The lines to copy are those holding the string "every" in the entries below.

Task inputs: Begin

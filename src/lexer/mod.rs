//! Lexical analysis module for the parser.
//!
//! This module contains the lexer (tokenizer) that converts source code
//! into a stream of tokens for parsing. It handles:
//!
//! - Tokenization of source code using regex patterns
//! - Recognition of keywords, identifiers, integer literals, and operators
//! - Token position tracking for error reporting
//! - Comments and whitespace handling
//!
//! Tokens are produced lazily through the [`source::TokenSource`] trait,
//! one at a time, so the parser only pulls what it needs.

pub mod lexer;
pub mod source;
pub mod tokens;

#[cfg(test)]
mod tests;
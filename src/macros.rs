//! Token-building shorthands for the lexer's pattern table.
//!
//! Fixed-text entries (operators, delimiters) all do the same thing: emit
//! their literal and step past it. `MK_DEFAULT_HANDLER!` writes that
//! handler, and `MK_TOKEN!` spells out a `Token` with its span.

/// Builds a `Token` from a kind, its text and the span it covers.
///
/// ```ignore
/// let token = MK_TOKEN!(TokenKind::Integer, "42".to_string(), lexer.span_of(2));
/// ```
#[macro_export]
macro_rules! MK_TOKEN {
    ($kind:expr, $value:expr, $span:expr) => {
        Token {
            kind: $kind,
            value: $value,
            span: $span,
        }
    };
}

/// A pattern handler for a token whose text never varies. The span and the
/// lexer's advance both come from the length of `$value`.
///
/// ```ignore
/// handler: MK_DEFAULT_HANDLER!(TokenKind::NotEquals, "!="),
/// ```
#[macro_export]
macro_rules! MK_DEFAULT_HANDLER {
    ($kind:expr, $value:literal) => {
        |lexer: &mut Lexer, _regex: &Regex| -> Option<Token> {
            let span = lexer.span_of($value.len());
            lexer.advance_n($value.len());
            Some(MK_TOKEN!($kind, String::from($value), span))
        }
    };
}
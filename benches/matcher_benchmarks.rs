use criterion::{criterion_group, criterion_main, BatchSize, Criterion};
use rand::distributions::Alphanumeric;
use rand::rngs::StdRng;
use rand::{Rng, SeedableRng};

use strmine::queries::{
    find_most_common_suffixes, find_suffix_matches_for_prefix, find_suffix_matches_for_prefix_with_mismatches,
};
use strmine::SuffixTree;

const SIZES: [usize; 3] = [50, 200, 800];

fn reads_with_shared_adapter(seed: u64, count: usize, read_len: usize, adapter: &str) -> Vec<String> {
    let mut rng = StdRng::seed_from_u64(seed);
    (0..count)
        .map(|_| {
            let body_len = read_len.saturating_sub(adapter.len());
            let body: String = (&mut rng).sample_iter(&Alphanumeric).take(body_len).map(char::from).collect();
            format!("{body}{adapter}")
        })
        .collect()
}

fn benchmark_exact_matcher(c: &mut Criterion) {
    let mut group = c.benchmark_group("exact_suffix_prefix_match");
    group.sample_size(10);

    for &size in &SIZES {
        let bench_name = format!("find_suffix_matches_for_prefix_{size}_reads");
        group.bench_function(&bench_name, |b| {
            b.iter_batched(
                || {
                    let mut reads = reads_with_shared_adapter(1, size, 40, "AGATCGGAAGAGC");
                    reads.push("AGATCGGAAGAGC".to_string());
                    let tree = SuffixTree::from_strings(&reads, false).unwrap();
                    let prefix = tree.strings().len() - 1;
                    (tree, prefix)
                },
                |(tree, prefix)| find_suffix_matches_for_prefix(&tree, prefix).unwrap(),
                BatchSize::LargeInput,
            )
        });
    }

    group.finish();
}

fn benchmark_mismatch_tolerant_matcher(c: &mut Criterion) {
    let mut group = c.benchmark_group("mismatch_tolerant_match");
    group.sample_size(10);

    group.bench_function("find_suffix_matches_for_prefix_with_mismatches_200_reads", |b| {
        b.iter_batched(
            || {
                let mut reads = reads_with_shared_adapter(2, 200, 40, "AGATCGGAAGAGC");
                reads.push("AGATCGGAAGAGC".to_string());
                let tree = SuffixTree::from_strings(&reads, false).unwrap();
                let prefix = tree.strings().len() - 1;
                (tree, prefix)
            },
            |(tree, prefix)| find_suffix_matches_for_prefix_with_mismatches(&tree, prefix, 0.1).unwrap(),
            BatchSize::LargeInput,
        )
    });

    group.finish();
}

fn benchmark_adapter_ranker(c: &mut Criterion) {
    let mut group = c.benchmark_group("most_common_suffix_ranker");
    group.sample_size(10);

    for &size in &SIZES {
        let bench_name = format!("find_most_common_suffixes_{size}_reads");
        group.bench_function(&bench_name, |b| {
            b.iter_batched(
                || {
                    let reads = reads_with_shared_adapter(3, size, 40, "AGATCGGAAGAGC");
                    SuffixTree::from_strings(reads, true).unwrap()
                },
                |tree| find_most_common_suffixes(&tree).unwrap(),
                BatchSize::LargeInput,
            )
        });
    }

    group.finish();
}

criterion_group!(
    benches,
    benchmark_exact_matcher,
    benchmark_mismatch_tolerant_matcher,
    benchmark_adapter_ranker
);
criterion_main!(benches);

Task inputs: End
Task inputs: Begin

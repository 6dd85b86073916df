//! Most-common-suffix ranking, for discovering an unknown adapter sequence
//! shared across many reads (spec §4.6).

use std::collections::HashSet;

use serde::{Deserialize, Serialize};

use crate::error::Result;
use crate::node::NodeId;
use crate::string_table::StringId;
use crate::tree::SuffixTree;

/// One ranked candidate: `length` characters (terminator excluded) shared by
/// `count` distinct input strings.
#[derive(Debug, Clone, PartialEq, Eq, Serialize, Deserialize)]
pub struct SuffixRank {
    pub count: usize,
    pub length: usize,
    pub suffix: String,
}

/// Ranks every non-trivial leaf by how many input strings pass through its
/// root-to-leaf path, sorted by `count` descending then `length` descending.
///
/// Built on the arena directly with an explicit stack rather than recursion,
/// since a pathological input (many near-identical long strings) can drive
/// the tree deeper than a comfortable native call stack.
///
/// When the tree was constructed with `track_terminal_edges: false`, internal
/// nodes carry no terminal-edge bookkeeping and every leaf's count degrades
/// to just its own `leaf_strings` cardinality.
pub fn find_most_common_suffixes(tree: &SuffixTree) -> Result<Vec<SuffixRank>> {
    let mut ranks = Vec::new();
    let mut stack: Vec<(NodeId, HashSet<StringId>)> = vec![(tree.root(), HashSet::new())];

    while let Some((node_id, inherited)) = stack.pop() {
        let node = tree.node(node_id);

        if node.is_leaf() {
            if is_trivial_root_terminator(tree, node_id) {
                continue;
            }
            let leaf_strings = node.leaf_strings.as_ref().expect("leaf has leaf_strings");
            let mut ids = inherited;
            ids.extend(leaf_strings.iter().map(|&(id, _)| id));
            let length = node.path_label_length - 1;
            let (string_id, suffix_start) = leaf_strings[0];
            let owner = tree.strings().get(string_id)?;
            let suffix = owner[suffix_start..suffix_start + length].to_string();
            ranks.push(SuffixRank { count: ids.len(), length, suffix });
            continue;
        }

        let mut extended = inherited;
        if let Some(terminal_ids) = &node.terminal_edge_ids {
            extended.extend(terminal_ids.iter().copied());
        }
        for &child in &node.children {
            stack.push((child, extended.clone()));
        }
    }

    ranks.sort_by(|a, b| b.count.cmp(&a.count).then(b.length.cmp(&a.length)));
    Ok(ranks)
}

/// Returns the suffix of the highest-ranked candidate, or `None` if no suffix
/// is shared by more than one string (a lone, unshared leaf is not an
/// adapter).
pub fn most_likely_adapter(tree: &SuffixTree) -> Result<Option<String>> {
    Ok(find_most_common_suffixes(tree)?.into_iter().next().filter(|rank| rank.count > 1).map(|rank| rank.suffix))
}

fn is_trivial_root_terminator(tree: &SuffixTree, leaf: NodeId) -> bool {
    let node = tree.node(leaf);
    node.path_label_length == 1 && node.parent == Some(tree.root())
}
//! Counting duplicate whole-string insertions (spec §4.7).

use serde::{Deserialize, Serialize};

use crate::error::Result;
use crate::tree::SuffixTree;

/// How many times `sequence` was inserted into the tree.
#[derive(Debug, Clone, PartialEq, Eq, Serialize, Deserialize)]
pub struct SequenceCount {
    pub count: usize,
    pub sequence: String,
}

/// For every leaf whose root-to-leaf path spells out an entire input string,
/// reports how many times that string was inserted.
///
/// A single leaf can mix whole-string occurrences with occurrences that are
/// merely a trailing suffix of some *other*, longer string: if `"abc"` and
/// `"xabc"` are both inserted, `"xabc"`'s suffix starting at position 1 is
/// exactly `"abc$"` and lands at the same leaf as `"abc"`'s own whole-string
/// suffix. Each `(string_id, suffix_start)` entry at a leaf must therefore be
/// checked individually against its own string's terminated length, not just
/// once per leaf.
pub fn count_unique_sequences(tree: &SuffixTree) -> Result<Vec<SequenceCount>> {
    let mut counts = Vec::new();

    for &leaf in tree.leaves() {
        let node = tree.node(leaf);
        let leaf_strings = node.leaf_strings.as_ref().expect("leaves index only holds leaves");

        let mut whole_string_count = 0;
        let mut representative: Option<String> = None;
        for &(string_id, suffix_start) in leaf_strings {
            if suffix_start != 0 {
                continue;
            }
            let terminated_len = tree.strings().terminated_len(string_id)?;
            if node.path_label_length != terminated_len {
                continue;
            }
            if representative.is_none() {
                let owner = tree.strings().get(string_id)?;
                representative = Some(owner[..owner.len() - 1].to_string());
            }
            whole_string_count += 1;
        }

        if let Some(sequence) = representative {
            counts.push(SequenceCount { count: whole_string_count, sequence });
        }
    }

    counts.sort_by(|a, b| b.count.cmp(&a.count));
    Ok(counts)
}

Task inputs: End

▸ Result of this task:
/// Ranks every non-trivial leaf by how many input strings pass through its
/// nodes carry no terminal-edge bookkeeping and every leaf's count degrades
/// For every leaf whose root-to-leaf path spells out an entire input string,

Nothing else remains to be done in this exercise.